((
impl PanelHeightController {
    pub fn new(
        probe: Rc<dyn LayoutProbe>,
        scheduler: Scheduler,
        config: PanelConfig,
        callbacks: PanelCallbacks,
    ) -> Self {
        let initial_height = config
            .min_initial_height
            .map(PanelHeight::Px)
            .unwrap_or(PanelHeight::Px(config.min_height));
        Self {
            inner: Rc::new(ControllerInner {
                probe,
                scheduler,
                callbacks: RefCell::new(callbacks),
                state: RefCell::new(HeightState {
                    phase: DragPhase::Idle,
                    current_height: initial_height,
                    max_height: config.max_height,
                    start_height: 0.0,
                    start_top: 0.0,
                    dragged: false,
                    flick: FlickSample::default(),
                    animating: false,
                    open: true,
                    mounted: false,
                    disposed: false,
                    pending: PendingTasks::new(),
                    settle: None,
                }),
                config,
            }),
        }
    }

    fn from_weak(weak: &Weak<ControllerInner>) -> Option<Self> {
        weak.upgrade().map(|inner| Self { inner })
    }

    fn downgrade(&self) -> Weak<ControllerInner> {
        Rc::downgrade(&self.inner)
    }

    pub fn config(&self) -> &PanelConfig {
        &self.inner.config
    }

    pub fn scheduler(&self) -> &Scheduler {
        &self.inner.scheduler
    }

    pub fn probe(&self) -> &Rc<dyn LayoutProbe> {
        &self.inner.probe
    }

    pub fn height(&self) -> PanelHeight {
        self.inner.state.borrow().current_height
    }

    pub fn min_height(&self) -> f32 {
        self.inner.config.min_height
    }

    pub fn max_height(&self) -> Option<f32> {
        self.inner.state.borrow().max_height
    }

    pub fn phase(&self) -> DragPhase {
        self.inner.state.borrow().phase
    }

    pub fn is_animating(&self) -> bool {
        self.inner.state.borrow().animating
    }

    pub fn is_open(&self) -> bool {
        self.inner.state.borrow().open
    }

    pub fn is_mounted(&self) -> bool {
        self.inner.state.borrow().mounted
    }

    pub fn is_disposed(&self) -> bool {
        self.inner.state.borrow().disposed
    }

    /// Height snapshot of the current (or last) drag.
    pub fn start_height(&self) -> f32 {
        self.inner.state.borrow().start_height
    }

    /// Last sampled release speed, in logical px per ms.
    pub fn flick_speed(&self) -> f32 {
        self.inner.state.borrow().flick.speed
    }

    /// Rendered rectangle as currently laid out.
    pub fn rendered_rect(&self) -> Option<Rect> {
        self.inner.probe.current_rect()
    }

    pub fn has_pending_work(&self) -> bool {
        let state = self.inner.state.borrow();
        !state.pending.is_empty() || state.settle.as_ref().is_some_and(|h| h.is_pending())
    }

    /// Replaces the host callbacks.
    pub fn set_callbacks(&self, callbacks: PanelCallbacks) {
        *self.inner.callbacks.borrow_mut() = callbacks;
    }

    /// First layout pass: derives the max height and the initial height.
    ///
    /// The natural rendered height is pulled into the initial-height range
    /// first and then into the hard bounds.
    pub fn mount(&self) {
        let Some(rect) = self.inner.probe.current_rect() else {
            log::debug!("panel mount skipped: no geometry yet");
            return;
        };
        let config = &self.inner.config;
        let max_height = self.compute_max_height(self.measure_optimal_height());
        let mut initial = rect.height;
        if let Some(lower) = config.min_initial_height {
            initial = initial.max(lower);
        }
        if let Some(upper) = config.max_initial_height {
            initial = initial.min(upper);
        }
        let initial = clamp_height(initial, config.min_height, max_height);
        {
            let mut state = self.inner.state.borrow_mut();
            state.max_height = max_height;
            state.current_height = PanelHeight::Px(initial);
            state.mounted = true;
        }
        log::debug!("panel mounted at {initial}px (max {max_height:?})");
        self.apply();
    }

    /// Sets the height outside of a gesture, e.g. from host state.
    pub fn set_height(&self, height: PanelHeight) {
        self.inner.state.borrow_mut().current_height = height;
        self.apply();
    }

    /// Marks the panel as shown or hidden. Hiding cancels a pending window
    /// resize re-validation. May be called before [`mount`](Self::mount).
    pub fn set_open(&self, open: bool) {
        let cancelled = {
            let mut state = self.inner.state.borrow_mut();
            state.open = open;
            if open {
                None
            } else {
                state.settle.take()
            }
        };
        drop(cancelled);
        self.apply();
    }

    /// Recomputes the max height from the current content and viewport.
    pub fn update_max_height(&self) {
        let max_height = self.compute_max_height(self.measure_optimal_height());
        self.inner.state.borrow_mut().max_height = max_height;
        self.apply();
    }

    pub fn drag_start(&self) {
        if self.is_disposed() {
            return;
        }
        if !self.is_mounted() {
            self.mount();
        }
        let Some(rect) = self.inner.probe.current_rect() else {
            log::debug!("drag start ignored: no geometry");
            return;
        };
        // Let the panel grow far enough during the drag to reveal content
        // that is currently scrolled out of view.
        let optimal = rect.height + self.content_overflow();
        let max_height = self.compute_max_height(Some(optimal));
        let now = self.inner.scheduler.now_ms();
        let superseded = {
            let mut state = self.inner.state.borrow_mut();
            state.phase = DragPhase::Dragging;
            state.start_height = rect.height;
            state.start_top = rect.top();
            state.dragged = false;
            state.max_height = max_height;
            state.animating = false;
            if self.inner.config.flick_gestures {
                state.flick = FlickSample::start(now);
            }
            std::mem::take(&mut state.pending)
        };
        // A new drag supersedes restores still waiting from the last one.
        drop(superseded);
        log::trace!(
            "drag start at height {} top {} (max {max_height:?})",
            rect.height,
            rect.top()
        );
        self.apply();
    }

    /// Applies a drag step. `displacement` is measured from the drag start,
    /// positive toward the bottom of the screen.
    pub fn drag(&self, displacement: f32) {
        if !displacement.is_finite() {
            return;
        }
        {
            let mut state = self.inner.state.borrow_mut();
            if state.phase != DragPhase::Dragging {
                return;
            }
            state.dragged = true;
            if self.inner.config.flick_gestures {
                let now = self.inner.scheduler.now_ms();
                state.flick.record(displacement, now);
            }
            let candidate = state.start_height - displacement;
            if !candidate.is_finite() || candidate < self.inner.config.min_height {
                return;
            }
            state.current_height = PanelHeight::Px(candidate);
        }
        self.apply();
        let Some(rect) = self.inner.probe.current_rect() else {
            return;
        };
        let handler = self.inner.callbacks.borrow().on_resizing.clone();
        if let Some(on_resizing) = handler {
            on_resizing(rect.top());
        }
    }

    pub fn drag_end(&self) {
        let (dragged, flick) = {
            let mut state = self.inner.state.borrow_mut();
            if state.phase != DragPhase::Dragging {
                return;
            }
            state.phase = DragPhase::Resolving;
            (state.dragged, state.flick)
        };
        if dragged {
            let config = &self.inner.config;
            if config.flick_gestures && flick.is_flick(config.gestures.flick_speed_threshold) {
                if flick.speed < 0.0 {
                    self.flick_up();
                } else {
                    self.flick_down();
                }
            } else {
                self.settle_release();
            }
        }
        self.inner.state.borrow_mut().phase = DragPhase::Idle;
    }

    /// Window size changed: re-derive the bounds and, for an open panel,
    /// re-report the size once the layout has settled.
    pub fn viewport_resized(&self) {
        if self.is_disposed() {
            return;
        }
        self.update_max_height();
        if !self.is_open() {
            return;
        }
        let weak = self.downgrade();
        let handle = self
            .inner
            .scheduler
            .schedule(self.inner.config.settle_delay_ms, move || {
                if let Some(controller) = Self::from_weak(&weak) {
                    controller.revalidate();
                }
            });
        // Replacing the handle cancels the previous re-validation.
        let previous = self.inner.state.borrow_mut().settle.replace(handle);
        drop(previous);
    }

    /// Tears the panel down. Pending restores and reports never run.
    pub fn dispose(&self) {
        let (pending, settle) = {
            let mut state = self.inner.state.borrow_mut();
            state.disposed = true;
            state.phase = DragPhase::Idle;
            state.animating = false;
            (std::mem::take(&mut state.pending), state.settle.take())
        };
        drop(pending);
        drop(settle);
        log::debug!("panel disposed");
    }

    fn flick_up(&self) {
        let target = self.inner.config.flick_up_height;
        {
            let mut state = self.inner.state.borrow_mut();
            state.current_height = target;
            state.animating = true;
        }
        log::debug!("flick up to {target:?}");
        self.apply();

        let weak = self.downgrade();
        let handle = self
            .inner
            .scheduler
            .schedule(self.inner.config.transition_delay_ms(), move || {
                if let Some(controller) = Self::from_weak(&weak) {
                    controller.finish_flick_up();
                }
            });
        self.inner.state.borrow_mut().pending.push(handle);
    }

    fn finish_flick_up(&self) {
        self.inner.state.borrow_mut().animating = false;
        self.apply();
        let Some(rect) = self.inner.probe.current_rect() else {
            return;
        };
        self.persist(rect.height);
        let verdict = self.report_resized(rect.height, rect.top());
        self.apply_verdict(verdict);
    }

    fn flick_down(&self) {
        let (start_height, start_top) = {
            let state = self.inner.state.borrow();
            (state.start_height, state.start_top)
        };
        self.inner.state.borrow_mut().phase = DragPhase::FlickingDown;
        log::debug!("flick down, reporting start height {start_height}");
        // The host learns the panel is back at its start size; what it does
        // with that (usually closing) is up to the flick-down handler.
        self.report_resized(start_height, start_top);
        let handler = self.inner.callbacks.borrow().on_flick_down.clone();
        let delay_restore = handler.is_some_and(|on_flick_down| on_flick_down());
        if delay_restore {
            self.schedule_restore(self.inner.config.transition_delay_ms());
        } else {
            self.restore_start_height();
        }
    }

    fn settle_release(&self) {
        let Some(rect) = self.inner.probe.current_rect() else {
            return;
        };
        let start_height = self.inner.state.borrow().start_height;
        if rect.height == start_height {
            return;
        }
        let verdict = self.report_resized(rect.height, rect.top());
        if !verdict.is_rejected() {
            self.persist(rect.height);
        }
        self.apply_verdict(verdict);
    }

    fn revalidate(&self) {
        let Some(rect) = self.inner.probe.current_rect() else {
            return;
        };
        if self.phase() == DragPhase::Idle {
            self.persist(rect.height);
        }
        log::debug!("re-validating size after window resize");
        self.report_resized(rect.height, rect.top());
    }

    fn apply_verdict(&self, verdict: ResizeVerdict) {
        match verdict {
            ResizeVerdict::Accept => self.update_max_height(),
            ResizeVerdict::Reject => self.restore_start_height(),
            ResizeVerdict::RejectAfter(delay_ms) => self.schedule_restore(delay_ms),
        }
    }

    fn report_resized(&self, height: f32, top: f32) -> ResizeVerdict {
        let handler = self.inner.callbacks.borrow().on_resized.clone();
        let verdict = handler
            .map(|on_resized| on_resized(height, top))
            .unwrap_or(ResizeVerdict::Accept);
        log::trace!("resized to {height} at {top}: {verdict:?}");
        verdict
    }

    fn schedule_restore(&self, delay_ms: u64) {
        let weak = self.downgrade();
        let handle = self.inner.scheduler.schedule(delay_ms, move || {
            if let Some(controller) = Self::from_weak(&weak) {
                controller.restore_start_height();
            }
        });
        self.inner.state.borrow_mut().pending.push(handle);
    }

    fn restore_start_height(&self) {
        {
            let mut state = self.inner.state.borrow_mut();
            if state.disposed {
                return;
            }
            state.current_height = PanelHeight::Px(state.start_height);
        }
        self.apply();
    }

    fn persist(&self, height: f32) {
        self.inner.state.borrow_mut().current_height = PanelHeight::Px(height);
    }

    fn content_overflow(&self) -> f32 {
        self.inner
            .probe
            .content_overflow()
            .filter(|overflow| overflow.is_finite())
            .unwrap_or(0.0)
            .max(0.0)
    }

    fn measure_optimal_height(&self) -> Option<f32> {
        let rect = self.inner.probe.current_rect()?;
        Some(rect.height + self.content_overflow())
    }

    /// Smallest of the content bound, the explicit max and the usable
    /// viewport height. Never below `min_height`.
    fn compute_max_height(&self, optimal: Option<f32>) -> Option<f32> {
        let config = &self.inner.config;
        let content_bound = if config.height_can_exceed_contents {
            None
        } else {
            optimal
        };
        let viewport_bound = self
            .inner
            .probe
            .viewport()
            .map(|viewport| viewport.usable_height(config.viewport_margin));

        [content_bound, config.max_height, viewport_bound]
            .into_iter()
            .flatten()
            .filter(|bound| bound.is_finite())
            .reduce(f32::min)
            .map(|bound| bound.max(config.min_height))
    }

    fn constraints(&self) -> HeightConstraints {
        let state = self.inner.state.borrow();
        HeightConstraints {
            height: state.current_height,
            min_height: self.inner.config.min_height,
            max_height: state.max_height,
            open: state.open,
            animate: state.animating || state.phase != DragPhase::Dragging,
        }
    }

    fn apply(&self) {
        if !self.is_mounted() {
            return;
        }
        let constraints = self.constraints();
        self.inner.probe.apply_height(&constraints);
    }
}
))
▶ **Aim of the task**
Provide the number of lines in the entries that include "LayoutProbe", and no other text.

▶ **Solution to this task**
2